“Do you mean that this is what you have learned?” she asked.
Her seriousness sent him off into his pleasant laugh. “Whatever I have learned it has not been ingratitude for a meeting like this,” he responded gayly. “It is one of my unexpected joys.”
“And yet it’s a joy that you take small advantage of,” she remarked. “I’m almost always at home and I’m very often wishing that you would come. As a last test, will you dine with me to-morrow night?”
While she spoke, for the briefest flicker of her eyelashes, she saw him hesitate; then he shook his head.
“I fear I can’t,” he replied regretfully, “the nurse goes home, you see, and there’s no one left with Connie. When she’s well again I’ll come gladly if you’ll let me.”
Her face flushed a little. “I’m sorry I asked you,” she said; “I ought to have thought—to have known.”
He felt the wrench within him as if he had torn out a living nerve, for it was the end between them and he had meant that it should be so. Life would have no compromises with illusions, he knew—not even with the last and the most beautiful of desires.
“On the other hand your wish made me very happy,” he returned.
She had stopped when they reached a corner, and he realised, with a pang, that the chance meeting was at an end. As she stood there in the pale sunshine, his eyes hung upon her face with an intensity which seemed to hold in it something of the tragedy of a last parting. At the moment he told himself that so far as it lay in his power he would henceforth separate his life from hers; and as he made the resolution he knew that he would carry her memory like a white flame in his heart forever.
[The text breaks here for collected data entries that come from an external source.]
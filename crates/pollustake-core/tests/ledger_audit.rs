//! The ledger audit must see the fund and the slash events as of the same
//! moment, even while the monitor keeps slashing.

use async_trait::async_trait;
use pollustake_core::*;
use std::sync::Arc;

/// Store that lets a real slash commit between any two separate reads, the
/// way a concurrent monitor cycle would.
struct BusyStore {
    inner: Arc<InMemoryStateStore>,
    ledger: SlashLedger,
    target: EntityId,
}

impl BusyStore {
    fn new() -> Self {
        let inner = Arc::new(InMemoryStateStore::with_entities([
            NewEntity::new("kiln-1", "Kiln One", 100),
        ]));
        let ledger = SlashLedger::new(inner.clone(), 10);
        Self {
            inner,
            ledger,
            target: EntityId::new("kiln-1"),
        }
    }

    async fn concurrent_slash(&self) {
        self.ledger
            .slash(&self.target, "Actual PM2.5 breach: 250")
            .await
            .unwrap();
    }
}

#[async_trait]
impl StateStore for BusyStore {
    fn backend_label(&self) -> &'static str {
        "busy"
    }

    async fn register_entity(&self, entity: NewEntity) -> StoreResult<bool> {
        self.inner.register_entity(entity).await
    }

    async fn ensure_protocol_fund(&self) -> StoreResult<()> {
        self.inner.ensure_protocol_fund().await
    }

    async fn list_entities(&self) -> StoreResult<Vec<Entity>> {
        self.inner.list_entities().await
    }

    async fn get_entity(&self, entity_id: &EntityId) -> StoreResult<Option<Entity>> {
        self.inner.get_entity(entity_id).await
    }

    async fn append_reading(
        &self,
        entity_id: &EntityId,
        reading: NewReading,
    ) -> StoreResult<Reading> {
        self.inner.append_reading(entity_id, reading).await
    }

    async fn recent_readings(
        &self,
        entity_id: &EntityId,
        limit: usize,
    ) -> StoreResult<Vec<Reading>> {
        self.inner.recent_readings(entity_id, limit).await
    }

    async fn append_forecast(&self, entry: ForecastLogEntry) -> StoreResult<()> {
        self.inner.append_forecast(entry).await
    }

    async fn latest_forecast(&self, entity_id: &EntityId) -> StoreResult<Option<ForecastLogEntry>> {
        self.inner.latest_forecast(entity_id).await
    }

    async fn set_status(&self, entity_id: &EntityId, status: ComplianceStatus) -> StoreResult<()> {
        self.inner.set_status(entity_id, status).await
    }

    async fn apply_slash(&self, request: SlashRequest) -> StoreResult<SlashEvent> {
        self.inner.apply_slash(request).await
    }

    async fn list_slash_events(
        &self,
        entity_id: Option<&EntityId>,
        window: QueryWindow,
    ) -> StoreResult<Vec<SlashEvent>> {
        let events = self.inner.list_slash_events(entity_id, window).await?;
        self.concurrent_slash().await;
        Ok(events)
    }

    async fn protocol_fund(&self) -> StoreResult<ProtocolFund> {
        let fund = self.inner.protocol_fund().await?;
        self.concurrent_slash().await;
        Ok(fund)
    }

    async fn ledger_snapshot(&self) -> StoreResult<LedgerSnapshot> {
        let snapshot = self.inner.ledger_snapshot().await?;
        self.concurrent_slash().await;
        Ok(snapshot)
    }
}

#[tokio::test]
async fn audit_is_conserved_while_slashes_land() {
    let store = BusyStore::new();

    let first = audit_ledger(&store).await.unwrap();
    assert!(first.is_consistent());
    assert_eq!(first.admin_fund_balance, 0);
    assert_eq!(first.total_slashed, 0);

    // Every audit let one more slash through; each still sees a matching pair.
    for round in 1..=3u64 {
        let audit = audit_ledger(&store).await.unwrap();
        assert!(audit.is_conserved(), "round {round}: {audit:?}");
        assert_eq!(audit.slash_events as u64, round);
        assert_eq!(audit.admin_fund_balance, round * 10);
    }

    let kiln = store.get_entity(&store.target).await.unwrap().unwrap();
    assert_eq!(kiln.stake_balance, 60);
}

#[tokio::test]
async fn snapshot_pairs_fund_with_its_events() {
    let store = Arc::new(InMemoryStateStore::with_entities([NewEntity::new("a", "Alpha", 15)]));
    let ledger = SlashLedger::new(store.clone(), 10);
    let a = EntityId::new("a");

    ledger.slash(&a, "first breach").await.unwrap();
    ledger.slash(&a, "second breach").await.unwrap();

    let snapshot = store.ledger_snapshot().await.unwrap();
    assert_eq!(snapshot.fund.admin_fund_balance, 15);
    let amounts: Vec<u64> = snapshot.slash_events.iter().map(|e| e.amount).collect();
    assert_eq!(amounts, vec![5, 10]);
}

#[tokio::test]
async fn snapshot_requires_initialised_fund() {
    let store = InMemoryStateStore::new();

    let err = store.ledger_snapshot().await.unwrap_err();
    assert!(matches!(err, StoreError::InvariantViolation(_)));
}
#[async_trait]
impl StateStore for PostgresStateStore {
    fn backend_label(&self) -> &'static str {
        "postgres"
    }

    async fn register_entity(&self, entity: NewEntity) -> StoreResult<bool> {
        let result = sqlx::query(
            r#"
            INSERT INTO entities (id, name, owner, location, stake_balance, status)
            VALUES ($1, $2, $3, $4, $5, 'NORMAL')
            ON CONFLICT (id) DO NOTHING
            "#,
        )
        .bind(entity.id.as_str())
        .bind(&entity.name)
        .bind(&entity.owner)
        .bind(&entity.location)
        .bind(to_i64(entity.stake_balance)?)
        .execute(&self.pool)
        .await
        .map_err(backend)?;
        Ok(result.rows_affected() > 0)
    }

    async fn ensure_protocol_fund(&self) -> StoreResult<()> {
        sqlx::query("INSERT INTO protocol_fund (id) VALUES (1) ON CONFLICT (id) DO NOTHING")
            .execute(&self.pool)
            .await
            .map_err(backend)?;
        Ok(())
    }

    async fn list_entities(&self) -> StoreResult<Vec<Entity>> {
        let rows = sqlx::query(
            r#"
            SELECT id, name, owner, location, stake_balance, status
              FROM entities
             ORDER BY registration_seq ASC
            "#,
        )
        .fetch_all(&self.pool)
        .await
        .map_err(backend)?;
        rows.iter().map(entity_from_row).collect()
    }

    async fn get_entity(&self, entity_id: &EntityId) -> StoreResult<Option<Entity>> {
        let row = sqlx::query(
            "SELECT id, name, owner, location, stake_balance, status FROM entities WHERE id = $1",
        )
        .bind(entity_id.as_str())
        .fetch_optional(&self.pool)
        .await
        .map_err(backend)?;
        row.as_ref().map(entity_from_row).transpose()
    }

    async fn append_reading(
        &self,
        entity_id: &EntityId,
        reading: NewReading,
    ) -> StoreResult<Reading> {
        sqlx::query(
            r#"
            INSERT INTO readings (entity_id, pm2_5, so2, nox, recorded_at)
            VALUES ($1, $2, $3, $4, $5)
            "#,
        )
        .bind(entity_id.as_str())
        .bind(reading.sample.pm2_5)
        .bind(reading.sample.so2)
        .bind(reading.sample.nox)
        .bind(reading.recorded_at)
        .execute(&self.pool)
        .await
        .map_err(|e| {
            if is_foreign_key_violation(&e) {
                not_found(entity_id)
            } else {
                backend(e)
            }
        })?;

        Ok(Reading {
            entity_id: entity_id.clone(),
            pm2_5: reading.sample.pm2_5,
            so2: reading.sample.so2,
            nox: reading.sample.nox,
            recorded_at: reading.recorded_at,
        })
    }

    async fn recent_readings(
        &self,
        entity_id: &EntityId,
        limit: usize,
    ) -> StoreResult<Vec<Reading>> {
        let rows = sqlx::query(
            r#"
            SELECT entity_id, pm2_5, so2, nox, recorded_at
              FROM readings
             WHERE entity_id = $1
             ORDER BY recorded_at DESC, id DESC
             LIMIT $2
            "#,
        )
        .bind(entity_id.as_str())
        .bind(to_i64(limit as u64)?)
        .fetch_all(&self.pool)
        .await
        .map_err(backend)?;

        // Newest-first from the index scan; callers expect chronological order.
        let mut readings = rows
            .iter()
            .map(reading_from_row)
            .collect::<StoreResult<Vec<_>>>()?;
        readings.reverse();
        Ok(readings)
    }

    async fn append_forecast(&self, entry: ForecastLogEntry) -> StoreResult<()> {
        sqlx::query(
            r#"
            INSERT INTO forecast_log (entity_id, predicted_value, breach_predicted, recorded_at)
            VALUES ($1, $2, $3, $4)
            "#,
        )
        .bind(entry.entity_id.as_str())
        .bind(entry.predicted_value)
        .bind(entry.breach_predicted)
        .bind(entry.recorded_at)
        .execute(&self.pool)
        .await
        .map_err(|e| {
            if is_foreign_key_violation(&e) {
                not_found(&entry.entity_id)
            } else {
                backend(e)
            }
        })?;
        Ok(())
    }

    async fn latest_forecast(&self, entity_id: &EntityId) -> StoreResult<Option<ForecastLogEntry>> {
        let row = sqlx::query(
            r#"
            SELECT entity_id, predicted_value, breach_predicted, recorded_at
              FROM forecast_log
             WHERE entity_id = $1
             ORDER BY recorded_at DESC, id DESC
             LIMIT 1
            "#,
        )
        .bind(entity_id.as_str())
        .fetch_optional(&self.pool)
        .await
        .map_err(backend)?;

        row.map(|row| {
            Ok(ForecastLogEntry {
                entity_id: EntityId::new(row.try_get::<String, _>("entity_id").map_err(decode)?),
                predicted_value: row.try_get("predicted_value").map_err(decode)?,
                breach_predicted: row.try_get("breach_predicted").map_err(decode)?,
                recorded_at: row.try_get("recorded_at").map_err(decode)?,
            })
        })
        .transpose()
    }

    async fn set_status(&self, entity_id: &EntityId, status: ComplianceStatus) -> StoreResult<()> {
        let result = sqlx::query("UPDATE entities SET status = $1 WHERE id = $2")
            .bind(status.as_str())
            .bind(entity_id.as_str())
            .execute(&self.pool)
            .await
            .map_err(backend)?;
        if result.rows_affected() == 0 {
            return Err(not_found(entity_id));
        }
        Ok(())
    }

    async fn apply_slash(&self, request: SlashRequest) -> StoreResult<SlashEvent> {
        // Dropping `tx` without commit rolls back every statement below.
        let mut tx = self.pool.begin().await.map_err(backend)?;

        let updated = sqlx::query("UPDATE entities SET status = $1 WHERE id = $2")
            .bind(ComplianceStatus::Penalty.as_str())
            .bind(request.entity_id.as_str())
            .execute(&mut *tx)
            .await
            .map_err(backend)?;
        if updated.rows_affected() == 0 {
            return Err(not_found(&request.entity_id));
        }

        let row = sqlx::query("SELECT stake_balance FROM entities WHERE id = $1 FOR UPDATE")
            .bind(request.entity_id.as_str())
            .fetch_one(&mut *tx)
            .await
            .map_err(backend)?;
        let stake_before = to_u64(row.try_get("stake_balance").map_err(decode)?)?;
        let amount = slash_amount(stake_before, request.fixed_amount);

        sqlx::query("UPDATE entities SET stake_balance = $1 WHERE id = $2")
            .bind(to_i64(stake_before - amount)?)
            .bind(request.entity_id.as_str())
            .execute(&mut *tx)
            .await
            .map_err(backend)?;

        let credited = sqlx::query(
            "UPDATE protocol_fund SET admin_fund_balance = admin_fund_balance + $1 WHERE id = 1",
        )
        .bind(to_i64(amount)?)
        .execute(&mut *tx)
        .await
        .map_err(backend)?;
        if credited.rows_affected() == 0 {
            return Err(StoreError::InvariantViolation(
                "protocol fund is not initialised".to_string(),
            ));
        }

        sqlx::query(
            r#"
            INSERT INTO slash_events
                (entity_id, amount, stake_before, reason, triggered_by, tx_hash, recorded_at)
            VALUES
                ($1, $2, $3, $4, $5, $6, $7)
            "#,
        )
        .bind(request.entity_id.as_str())
        .bind(to_i64(amount)?)
        .bind(to_i64(stake_before)?)
        .bind(&request.reason)
        .bind(request.triggered_by.as_str())
        .bind(&request.tx_hash)
        .bind(request.recorded_at)
        .execute(&mut *tx)
        .await
        .map_err(|e| {
            if is_unique_violation(&e) {
                StoreError::InvariantViolation(format!(
                    "duplicate slash transaction '{}'",
                    request.tx_hash
                ))
            } else {
                backend(e)
            }
        })?;

        tx.commit().await.map_err(backend)?;

        Ok(SlashEvent {
            entity_id: request.entity_id,
            amount,
            stake_before,
            reason: request.reason,
            triggered_by: request.triggered_by,
            tx_hash: request.tx_hash,
            recorded_at: request.recorded_at,
        })
    }

    async fn list_slash_events(
        &self,
        entity_id: Option<&EntityId>,
        window: QueryWindow,
    ) -> StoreResult<Vec<SlashEvent>> {
        let limit = if window.limit == 0 {
            None
        } else {
            Some(to_i64(window.limit as u64)?)
        };
        let rows = sqlx::query(
            r#"
            SELECT entity_id, amount, stake_before, reason, triggered_by, tx_hash, recorded_at
              FROM slash_events
             WHERE ($1::TEXT IS NULL OR entity_id = $1)
             ORDER BY id DESC
             LIMIT $2 OFFSET $3
            "#,
        )
        .bind(entity_id.map(EntityId::as_str))
        .bind(limit)
        .bind(to_i64(window.offset as u64)?)
        .fetch_all(&self.pool)
        .await
        .map_err(backend)?;

        rows.iter().map(slash_event_from_row).collect()
    }

    async fn protocol_fund(&self) -> StoreResult<ProtocolFund> {
        let row = sqlx::query("SELECT admin_fund_balance FROM protocol_fund WHERE id = 1")
            .fetch_optional(&self.pool)
            .await
            .map_err(backend)?
            .ok_or_else(|| {
                StoreError::InvariantViolation("protocol fund is not initialised".to_string())
            })?;
        Ok(ProtocolFund {
            admin_fund_balance: to_u64(row.try_get("admin_fund_balance").map_err(decode)?)?,
        })
    }

    async fn ledger_snapshot(&self) -> StoreResult<LedgerSnapshot> {
        let mut tx = self.pool.begin().await.map_err(backend)?;
        // Both reads must see the same committed state.
        sqlx::query("SET TRANSACTION ISOLATION LEVEL REPEATABLE READ, READ ONLY")
            .execute(&mut *tx)
            .await
            .map_err(backend)?;

        let fund_row = sqlx::query("SELECT admin_fund_balance FROM protocol_fund WHERE id = 1")
            .fetch_optional(&mut *tx)
            .await
            .map_err(backend)?
            .ok_or_else(|| {
                StoreError::InvariantViolation("protocol fund is not initialised".to_string())
            })?;
        let fund = ProtocolFund {
            admin_fund_balance: to_u64(fund_row.try_get("admin_fund_balance").map_err(decode)?)?,
        };

        let rows = sqlx::query(
            r#"
            SELECT entity_id, amount, stake_before, reason, triggered_by, tx_hash, recorded_at
              FROM slash_events
             ORDER BY id DESC
            "#,
        )
        .fetch_all(&mut *tx)
        .await
        .map_err(backend)?;
        let slash_events = rows
            .iter()
            .map(slash_event_from_row)
            .collect::<StoreResult<Vec<_>>>()?;

        tx.commit().await.map_err(backend)?;
        Ok(LedgerSnapshot { fund, slash_events })
    }

    async fn close(&self) {
        self.pool.close().await;
    }
}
An instant afterward he went from her with a smile; and as she turned to look after him, moved by a sudden impulse, she felt a vague stir of pity for the gaunt figure passing so rapidly along the crowded street. While she watched him she remembered that there were worn places on the coat he wore, and with one of the curious eccentricities of sentiment, this trivial detail served to surround him with a peculiar pathos.
CHAPTER VII
IN WHICH FAILURE IS CROWNED BY FAILURE
At one o’clock, when Adams left his office to go home to luncheon—a custom which he had not allowed himself to neglect since Connie’s illness—he found Mr. Wilberforce just about to enter the building from the front on Union Square.
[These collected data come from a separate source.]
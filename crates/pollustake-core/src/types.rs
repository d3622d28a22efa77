use crate::error::StoreError;
use chrono::{DateTime, Utc};
use serde::{Deserialize, Serialize};
use std::fmt;
use std::str::FromStr;

/// Stable identifier of a regulated entity (factory).
#[derive(Debug, Clone, PartialEq, Eq, Hash, PartialOrd, Ord, Serialize, Deserialize)]
#[serde(transparent)]
pub struct EntityId(pub String);

impl EntityId {
    pub fn new(id: impl Into<String>) -> Self {
        Self(id.into())
    }

    pub fn as_str(&self) -> &str {
        &self.0
    }
}

impl fmt::Display for EntityId {
    fn fmt(&self, f: &mut fmt::Formatter<'_>) -> fmt::Result {
        f.write_str(&self.0)
    }
}

impl From<&str> for EntityId {
    fn from(value: &str) -> Self {
        Self(value.to_string())
    }
}

/// Per-cycle compliance status of an entity.
#[derive(Debug, Clone, Copy, PartialEq, Eq, Hash, Default, Serialize, Deserialize)]
#[serde(rename_all = "SCREAMING_SNAKE_CASE")]
pub enum ComplianceStatus {
    #[default]
    Normal,
    Alert,
    Penalty,
}

impl ComplianceStatus {
    pub fn as_str(&self) -> &'static str {
        match self {
            Self::Normal => "NORMAL",
            Self::Alert => "ALERT",
            Self::Penalty => "PENALTY",
        }
    }
}

impl fmt::Display for ComplianceStatus {
    fn fmt(&self, f: &mut fmt::Formatter<'_>) -> fmt::Result {
        f.write_str(self.as_str())
    }
}

impl FromStr for ComplianceStatus {
    type Err = StoreError;

    fn from_str(value: &str) -> Result<Self, Self::Err> {
        match value {
            "NORMAL" => Ok(Self::Normal),
            "ALERT" => Ok(Self::Alert),
            "PENALTY" => Ok(Self::Penalty),
            other => Err(StoreError::InvalidInput(format!(
                "unknown compliance status '{other}'"
            ))),
        }
    }
}

/// Who caused a slash.
#[derive(Debug, Clone, Copy, PartialEq, Eq, Serialize, Deserialize)]
#[serde(rename_all = "SCREAMING_SNAKE_CASE")]
pub enum SlashTrigger {
    /// The autonomous monitor observed an actual breach.
    Oracle,
    /// An operator invoked the ledger directly.
    Manual,
}

impl SlashTrigger {
    pub fn as_str(&self) -> &'static str {
        match self {
            Self::Oracle => "ORACLE",
            Self::Manual => "MANUAL",
        }
    }
}

impl FromStr for SlashTrigger {
    type Err = StoreError;

    fn from_str(value: &str) -> Result<Self, Self::Err> {
        match value {
            "ORACLE" => Ok(Self::Oracle),
            "MANUAL" => Ok(Self::Manual),
            other => Err(StoreError::InvalidInput(format!(
                "unknown slash trigger '{other}'"
            ))),
        }
    }
}

/// A monitored factory. Metadata fields are opaque to the compliance core.
#[derive(Debug, Clone, PartialEq, Serialize, Deserialize)]
pub struct Entity {
    pub id: EntityId,
    pub name: String,
    pub owner: Option<String>,
    pub location: Option<String>,
    /// Posted stake in minor units.
    pub stake_balance: u64,
    pub status: ComplianceStatus,
}

/// Registration payload used by bootstrap seeding.
#[derive(Debug, Clone, Serialize, Deserialize)]
pub struct NewEntity {
    pub id: EntityId,
    pub name: String,
    #[serde(default)]
    pub owner: Option<String>,
    #[serde(default)]
    pub location: Option<String>,
    pub stake_balance: u64,
}

impl NewEntity {
    pub fn new(id: impl Into<String>, name: impl Into<String>, stake_balance: u64) -> Self {
        Self {
            id: EntityId::new(id),
            name: name.into(),
            owner: None,
            location: None,
            stake_balance,
        }
    }

    pub fn with_location(mut self, location: impl Into<String>) -> Self {
        self.location = Some(location.into());
        self
    }
}

/// Raw pollutant concentrations produced by a sensor feed.
#[derive(Debug, Clone, Copy, PartialEq, Serialize, Deserialize)]
pub struct SensorSample {
    pub pm2_5: f64,
    pub so2: f64,
    pub nox: f64,
}

impl SensorSample {
    pub fn new(pm2_5: f64, so2: f64, nox: f64) -> Self {
        Self { pm2_5, so2, nox }
    }
}

/// Reading append payload. The store assigns the row identity.
#[derive(Debug, Clone, Copy, PartialEq, Serialize, Deserialize)]
pub struct NewReading {
    pub sample: SensorSample,
    pub recorded_at: DateTime<Utc>,
}

/// Persisted, immutable sensor reading.
#[derive(Debug, Clone, PartialEq, Serialize, Deserialize)]
pub struct Reading {
    pub entity_id: EntityId,
    pub pm2_5: f64,
    pub so2: f64,
    pub nox: f64,
    pub recorded_at: DateTime<Utc>,
}

/// Append-only forecast audit record.
#[derive(Debug, Clone, PartialEq, Serialize, Deserialize)]
pub struct ForecastLogEntry {
    pub entity_id: EntityId,
    pub predicted_value: f64,
    pub breach_predicted: bool,
    pub recorded_at: DateTime<Utc>,
}

/// Append-only slash ledger entry.
#[derive(Debug, Clone, PartialEq, Serialize, Deserialize)]
pub struct SlashEvent {
    pub entity_id: EntityId,
    pub amount: u64,
    /// Stake immediately before the slash was applied.
    pub stake_before: u64,
    pub reason: String,
    pub triggered_by: SlashTrigger,
    pub tx_hash: String,
    pub recorded_at: DateTime<Utc>,
}

impl SlashEvent {
    pub fn stake_after(&self) -> u64 {
        self.stake_before - self.amount
    }
}

/// Singleton pool of slashed stake.
#[derive(Debug, Clone, Copy, PartialEq, Eq, Default, Serialize, Deserialize)]
pub struct ProtocolFund {
    pub admin_fund_balance: u64,
}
“Ah, I’ve caught you as I meant to,” exclaimed the older man, with the cordial enthusiasm which Adams had always found so delightful. “It’s been so long a time since I had a talk with you that I hope you’ll come out somewhere to lunch?”
“I only wish I could manage it,” replied Adams, “but I must look in for a minute on Mrs. Adams—she’s been ill, you know.”
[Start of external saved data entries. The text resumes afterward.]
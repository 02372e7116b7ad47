//! Start and expiry command hooks.
//!
//! Hook commands run through `/bin/sh -c` with inherited stdio, strictly
//! after the transition that triggered them has committed. In detached mode
//! the command is spawned into its own task and only its exit status is
//! ever looked at, for logging.

use anyhow::{bail, Context, Result};
use tokio::process::Command;
use tracing::{error, info};

/// The configured hook commands and their execution mode.
#[derive(Debug, Clone, Default)]
pub struct Hooks {
    on_start: Option<String>,
    on_expiry: Option<String>,
    detached: bool,
}

impl Hooks {
    pub fn new(on_start: Option<String>, on_expiry: Option<String>, detached: bool) -> Self {
        Self {
            on_start,
            on_expiry,
            detached,
        }
    }

    /// No hooks configured; every fire is a no-op.
    pub fn disabled() -> Self {
        Self::default()
    }

    /// Runs the start hook, if configured.
    pub async fn timer_started(&self) {
        self.fire(&self.on_start).await;
    }

    /// Runs the expiry hook, if configured.
    pub async fn timer_expired(&self) {
        self.fire(&self.on_expiry).await;
    }

    async fn fire(&self, command: &Option<String>) {
        if let Some(command) = command {
            if self.detached {
                info!("Executing command (without waiting for it to finish): {:?}", command);
                let command = command.clone();
                tokio::spawn(async move {
                    report(run_shell(&command).await, &command);
                });
            } else {
                info!("Executing command: {:?}", command);
                report(run_shell(command).await, command);
            }
        }
    }
}

fn report(result: Result<()>, command: &str) {
    match result {
        Ok(()) => info!("Command executed"),
        Err(e) => {
            error!("Failed to execute hook command: {:#}", e);
            // 127 is the shell's command-not-found exit status.
            if e.to_string().contains("exit status 127") && command.contains("terminal-notifier") {
                info!("Note: terminal-notifier can be downloaded at https://github.com/julienXX/terminal-notifier");
            }
        }
    }
}

/// Runs a command line under `/bin/sh`, treating a non-zero exit as an error.
pub async fn run_shell(command: &str) -> Result<()> {
    let status = Command::new("/bin/sh")
        .arg("-c")
        .arg(command)
        .status()
        .await
        .context("Failed to spawn /bin/sh")?;
    if !status.success() {
        bail!("exit status {}", status.code().unwrap_or(-1));
    }
    Ok(())
}

#[cfg(test)]
mod tests {
    use super::*;

    #[tokio::test]
    async fn zero_exit_is_ok() {
        run_shell("true").await.unwrap();
    }

    #[tokio::test]
    async fn nonzero_exit_is_an_error() {
        let err = run_shell("exit 3").await.unwrap_err();
        assert_eq!(err.to_string(), "exit status 3");
    }

    #[tokio::test]
    async fn missing_program_reports_127() {
        let err = run_shell("definitely-not-a-real-program-xyz").await.unwrap_err();
        assert_eq!(err.to_string(), "exit status 127");
    }

    #[tokio::test]
    async fn disabled_hooks_are_noops() {
        Hooks::disabled().timer_started().await;
        Hooks::disabled().timer_expired().await;
    }
}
He saw the surprise reflected in his companion’s face as he had seen it a little earlier in Laura’s; and at the same instant he felt a sensation of annoyance because of his inability to act upon his impulse of hospitality. He would have liked to take Mr. Wilberforce home with him; but remembering the probable quality of the luncheon which awaited him, he repressed the inclination.